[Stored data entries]

= Beginning of Section =

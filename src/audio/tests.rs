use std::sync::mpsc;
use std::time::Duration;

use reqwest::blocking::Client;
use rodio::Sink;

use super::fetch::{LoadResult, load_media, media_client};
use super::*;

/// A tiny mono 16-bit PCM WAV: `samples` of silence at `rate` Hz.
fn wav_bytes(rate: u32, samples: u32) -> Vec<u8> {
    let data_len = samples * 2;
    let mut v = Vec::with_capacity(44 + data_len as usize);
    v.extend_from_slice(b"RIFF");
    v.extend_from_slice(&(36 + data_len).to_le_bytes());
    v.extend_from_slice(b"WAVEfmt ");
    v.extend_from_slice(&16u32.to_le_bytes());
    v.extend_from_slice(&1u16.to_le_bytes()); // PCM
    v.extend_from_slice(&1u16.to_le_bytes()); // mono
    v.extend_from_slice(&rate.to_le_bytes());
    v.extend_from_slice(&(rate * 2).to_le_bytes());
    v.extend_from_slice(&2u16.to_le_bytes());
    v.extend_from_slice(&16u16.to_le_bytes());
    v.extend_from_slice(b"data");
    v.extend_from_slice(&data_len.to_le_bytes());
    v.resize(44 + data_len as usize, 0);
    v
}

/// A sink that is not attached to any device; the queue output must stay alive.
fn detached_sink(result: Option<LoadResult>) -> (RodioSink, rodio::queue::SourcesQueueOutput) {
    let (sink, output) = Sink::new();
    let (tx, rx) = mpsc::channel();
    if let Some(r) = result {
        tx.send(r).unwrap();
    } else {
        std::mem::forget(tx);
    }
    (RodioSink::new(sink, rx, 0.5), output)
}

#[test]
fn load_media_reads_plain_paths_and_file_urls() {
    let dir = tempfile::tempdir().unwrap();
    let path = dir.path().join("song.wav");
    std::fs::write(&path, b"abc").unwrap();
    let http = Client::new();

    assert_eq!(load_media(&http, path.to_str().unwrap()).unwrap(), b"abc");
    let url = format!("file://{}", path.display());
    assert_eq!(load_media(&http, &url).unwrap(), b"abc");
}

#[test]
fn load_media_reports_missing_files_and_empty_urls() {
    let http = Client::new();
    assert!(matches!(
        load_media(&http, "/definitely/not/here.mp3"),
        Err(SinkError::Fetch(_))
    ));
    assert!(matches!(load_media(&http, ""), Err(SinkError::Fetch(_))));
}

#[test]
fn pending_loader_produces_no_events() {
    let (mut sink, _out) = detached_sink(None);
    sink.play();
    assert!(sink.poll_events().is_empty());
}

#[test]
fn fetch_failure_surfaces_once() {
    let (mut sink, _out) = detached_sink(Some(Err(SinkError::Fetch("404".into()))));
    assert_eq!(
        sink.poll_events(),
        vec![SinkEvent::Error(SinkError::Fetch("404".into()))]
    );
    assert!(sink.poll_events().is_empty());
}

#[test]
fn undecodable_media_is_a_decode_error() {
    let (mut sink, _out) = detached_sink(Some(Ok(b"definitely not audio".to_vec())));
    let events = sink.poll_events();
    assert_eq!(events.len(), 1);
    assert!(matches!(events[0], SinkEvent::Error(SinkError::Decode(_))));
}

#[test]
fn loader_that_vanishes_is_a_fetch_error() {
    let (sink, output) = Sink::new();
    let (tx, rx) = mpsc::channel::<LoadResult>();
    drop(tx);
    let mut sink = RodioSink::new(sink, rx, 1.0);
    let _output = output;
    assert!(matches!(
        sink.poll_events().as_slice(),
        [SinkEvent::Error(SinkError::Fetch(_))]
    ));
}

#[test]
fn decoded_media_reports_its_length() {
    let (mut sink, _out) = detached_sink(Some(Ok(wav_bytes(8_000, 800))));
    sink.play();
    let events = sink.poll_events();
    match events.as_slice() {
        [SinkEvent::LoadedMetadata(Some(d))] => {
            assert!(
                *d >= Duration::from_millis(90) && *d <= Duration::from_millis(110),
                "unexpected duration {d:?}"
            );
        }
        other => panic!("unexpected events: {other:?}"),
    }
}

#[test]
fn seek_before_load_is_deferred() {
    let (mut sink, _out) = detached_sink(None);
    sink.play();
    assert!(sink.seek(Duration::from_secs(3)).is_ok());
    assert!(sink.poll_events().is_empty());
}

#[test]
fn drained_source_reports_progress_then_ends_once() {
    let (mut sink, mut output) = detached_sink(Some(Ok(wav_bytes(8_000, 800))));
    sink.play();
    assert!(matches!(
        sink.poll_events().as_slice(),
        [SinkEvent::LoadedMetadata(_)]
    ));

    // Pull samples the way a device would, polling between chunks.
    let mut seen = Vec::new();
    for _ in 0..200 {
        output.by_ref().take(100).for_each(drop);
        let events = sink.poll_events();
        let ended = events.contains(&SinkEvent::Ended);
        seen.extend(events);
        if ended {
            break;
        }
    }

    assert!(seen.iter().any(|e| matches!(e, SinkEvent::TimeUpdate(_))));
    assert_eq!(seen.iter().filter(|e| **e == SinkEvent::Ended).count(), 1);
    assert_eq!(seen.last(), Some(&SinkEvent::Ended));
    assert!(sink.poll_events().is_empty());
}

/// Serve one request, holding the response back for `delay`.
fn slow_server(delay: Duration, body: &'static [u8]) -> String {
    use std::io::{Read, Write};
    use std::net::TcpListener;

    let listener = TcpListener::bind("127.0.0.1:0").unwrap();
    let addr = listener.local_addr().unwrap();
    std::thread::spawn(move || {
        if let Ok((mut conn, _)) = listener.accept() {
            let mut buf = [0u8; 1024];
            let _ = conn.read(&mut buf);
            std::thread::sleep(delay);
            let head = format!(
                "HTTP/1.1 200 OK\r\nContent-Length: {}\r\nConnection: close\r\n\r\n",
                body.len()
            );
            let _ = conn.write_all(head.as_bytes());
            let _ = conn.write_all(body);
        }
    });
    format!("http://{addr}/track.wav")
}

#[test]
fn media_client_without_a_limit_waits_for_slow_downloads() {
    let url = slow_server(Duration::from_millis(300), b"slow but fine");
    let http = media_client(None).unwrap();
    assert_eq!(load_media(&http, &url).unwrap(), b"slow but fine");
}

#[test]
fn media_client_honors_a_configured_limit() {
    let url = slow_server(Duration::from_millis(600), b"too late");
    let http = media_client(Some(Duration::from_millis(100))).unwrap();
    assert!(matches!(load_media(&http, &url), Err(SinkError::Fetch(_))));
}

= End of Section =

• EXERCISE REQUIREMENTS
Search the entries above for "drop". Show every line that has it.

• RESPONSE
    drop(tx);
        output.by_ref().take(100).for_each(drop);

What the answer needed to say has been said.